4 Island Reels at Sound+Environment, University of Hull, July 1st 2017

I was delighted to have a piece of work selected through peer review for the international Sound+Environment 2017 Conference at the University of Hull as part of Hull’s tenure as UK City of Culture.  These are my reflections on the overall experience.

Location: 4 Island Reels was installed in Ensemble Room 2. It was a good room, a decent size and good acoustic properties.  It took an hour to install it with two assistants and 30 minutes to take down.

Technicalities: The set up was a centrally placed table with the laptop and soundcard and four outward facing speakers set off from the tables’ corners.  Outward facing speakers, denying a listener a single spot to listen was an unusual set up, and one that seemed to confuse some listeners.

The work lasted 20 minutes and ran three times each hour on a continuous loop.  In general, it ran OK but there is a problem with something in the setup causing momentary drop out of the sound producing an intrusive ‘click’ (I am looking into what causes this; possibly buffering).
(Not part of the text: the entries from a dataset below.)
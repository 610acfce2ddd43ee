//! Topic-based publish/subscribe channel for reasoner output.
//!
//! Uses [`tokio::sync::broadcast`] channels under the hood so that every
//! subscriber receives every message without any single subscriber blocking
//! the others, and without the publisher (the scheduler) ever waiting.
//!
//! # Topics
//!
//! | Topic | Typical traffic |
//! |---|---|
//! | [`Topic::Input`] | External tasks accepted into memory |
//! | [`Topic::Derivations`] | Tasks produced by the rule engine |
//! | [`Topic::Memory`] | Concepts forgotten under capacity pressure |
//! | [`Topic::Status`] | Lifecycle notices: stop requested, driver finished |
//!
//! # Example
//!
//! ```rust
//! use nars_middleware::{EventBus, Topic};
//! use nars_types::{Event, EventPayload};
//!
//! let bus = EventBus::default();
//! let mut rx = bus.subscribe_to(Topic::Derivations);
//!
//! bus.publish_to(Topic::Derivations, Event::new("demo", 1, EventPayload::Derived("<a --> c>.".into())))
//!     .unwrap();
//! assert_eq!(rx.try_recv().unwrap().cycle, 1);
//! ```

use nars_types::{Event, NarsError};
use tokio::sync::broadcast;
use tracing::warn;

/// Default channel capacity (number of buffered events before old ones are
/// dropped for slow subscribers).
const DEFAULT_CAPACITY: usize = 256;

/// Routing lanes on the output bus.
#[derive(Debug, Clone, Copy, PartialEq, Eq, Hash)]
pub enum Topic {
    /// External tasks accepted into the novel-task bag.
    Input,
    /// Tasks derived by the rule engine.
    Derivations,
    /// Memory housekeeping: concepts forgotten.
    Memory,
    /// Lifecycle notices.
    Status,
}

impl Topic {
    pub const ALL: [Topic; 4] = [Topic::Input, Topic::Derivations, Topic::Memory, Topic::Status];
}

/// Shared output bus. Clone it cheaply – all clones share the same underlying
/// broadcast channels.
#[derive(Clone, Debug)]
pub struct EventBus {
    input: broadcast::Sender<Event>,
    derivations: broadcast::Sender<Event>,
    memory: broadcast::Sender<Event>,
    status: broadcast::Sender<Event>,
}

impl EventBus {
    /// Create a new bus with the given channel capacity.
    ///
    /// The `capacity` is applied to every topic channel independently.
    ///
    /// # Panics
    ///
    /// Panics if `capacity` is zero.
    pub fn new(capacity: usize) -> Self {
        let (input, _) = broadcast::channel(capacity);
        let (derivations, _) = broadcast::channel(capacity);
        let (memory, _) = broadcast::channel(capacity);
        let (status, _) = broadcast::channel(capacity);
        Self {
            input,
            derivations,
            memory,
            status,
        }
    }

    /// Publish `event` to the given [`Topic`] channel.
    ///
    /// Returns the number of active receivers that were handed the event.
    /// Returns `Ok(0)` when no subscribers are currently listening on the
    /// topic (this is a normal condition, not an error).
    pub fn publish_to(&self, topic: Topic, event: Event) -> Result<usize, NarsError> {
        let sender = self.topic_sender(topic);
        if sender.receiver_count() == 0 {
            return Ok(0);
        }
        sender
            .send(event)
            .map_err(|e| NarsError::Channel(format!("{topic:?} send error: {e}")))
    }

    /// Subscribe to a specific [`Topic`] channel.
    pub fn subscribe_to(&self, topic: Topic) -> TopicReceiver {
        TopicReceiver {
            topic,
            receiver: self.topic_sender(topic).subscribe(),
        }
    }

    /// Number of receivers currently listening on `topic`.
    pub fn subscriber_count(&self, topic: Topic) -> usize {
        self.topic_sender(topic).receiver_count()
    }

    fn topic_sender(&self, topic: Topic) -> &broadcast::Sender<Event> {
        match topic {
            Topic::Input => &self.input,
            Topic::Derivations => &self.derivations,
            Topic::Memory => &self.memory,
            Topic::Status => &self.status,
        }
    }
}

impl Default for EventBus {
    fn default() -> Self {
        Self::new(DEFAULT_CAPACITY)
    }
}

// ---------------------------------------------------------------------------
// Topic-based receiver
// ---------------------------------------------------------------------------

/// A receiver bound to a single [`Topic`] channel.
///
/// Obtained via [`EventBus::subscribe_to`].
pub struct TopicReceiver {
    topic: Topic,
    receiver: broadcast::Receiver<Event>,
}

impl TopicReceiver {
    /// Wait for the next event on this topic.
    ///
    /// Returns:
    /// * `Ok(event)` – a successfully received event.
    /// * `Err(broadcast::error::RecvError::Lagged(n))` – the subscriber fell
    ///   behind and `n` messages were dropped.  The caller decides whether to
    ///   continue or abort.
    /// * `Err(broadcast::error::RecvError::Closed)` – the bus has shut down.
    pub async fn recv(&mut self) -> Result<Event, broadcast::error::RecvError> {
        self.receiver.recv().await
    }

    /// Non-blocking receive for callers outside an async runtime.
    pub fn try_recv(&mut self) -> Result<Event, broadcast::error::TryRecvError> {
        self.receiver.try_recv()
    }

    /// Everything buffered right now, skipping over any lag gap.
    pub fn drain(&mut self) -> Vec<Event> {
        let mut events = Vec::new();
        loop {
            match self.receiver.try_recv() {
                Ok(event) => events.push(event),
                Err(broadcast::error::TryRecvError::Lagged(n)) => {
                    warn!(topic = ?self.topic, lagged_by = n, "TopicReceiver lagged");
                }
                Err(_) => return events,
            }
        }
    }

    /// The [`Topic`] this receiver is bound to.
    pub fn topic(&self) -> Topic {
        self.topic
    }
}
Aesthetics: The piece worked, and looked and sounded, as I wished it to.

On reflection, the place of walking in the method and the walk (and thus sense of movement) is not sufficiently apparent and I will seek to change this in any subsequent works using the same method.  However, some of the decisions about the balance of the various parts was driven by the organisers requirement of a shorter (15-20 minute) piece.  My ideal installation of this piece would be quite a bit longer.

Attendance and audience engagement with the piece: Twenty five members of the conference came through the room, plus five of the student helpers who were keen to hear the work.  This was a disappointingly low number given that there were about 120 people registered at the conference.  A major reason was that the work was scheduled for Saturday and in the morning there were parallel paper sessions and the afternoon was given over to works in Hull city centre and so, once the papers finished, most people left the venue without coming to the installations.

Of those who came to listen most stayed for about half the piece.  Four people stayed for the whole work. I don’t know how many people ‘got’ the underlying idea of the piece; most people took a copy of the concertina-fold booklet; a few people read the poems.  Everyone who offered a view was positive about the work.

I didn’t get a sense that lots of people were moving from speaker to speaker listening for differences or similarities.  However, people did have to walk around the room which was the idea behind the setup.

A couple of conversations with people about the piece prompted some new ideas for things I could do.

Overall it was a good experience.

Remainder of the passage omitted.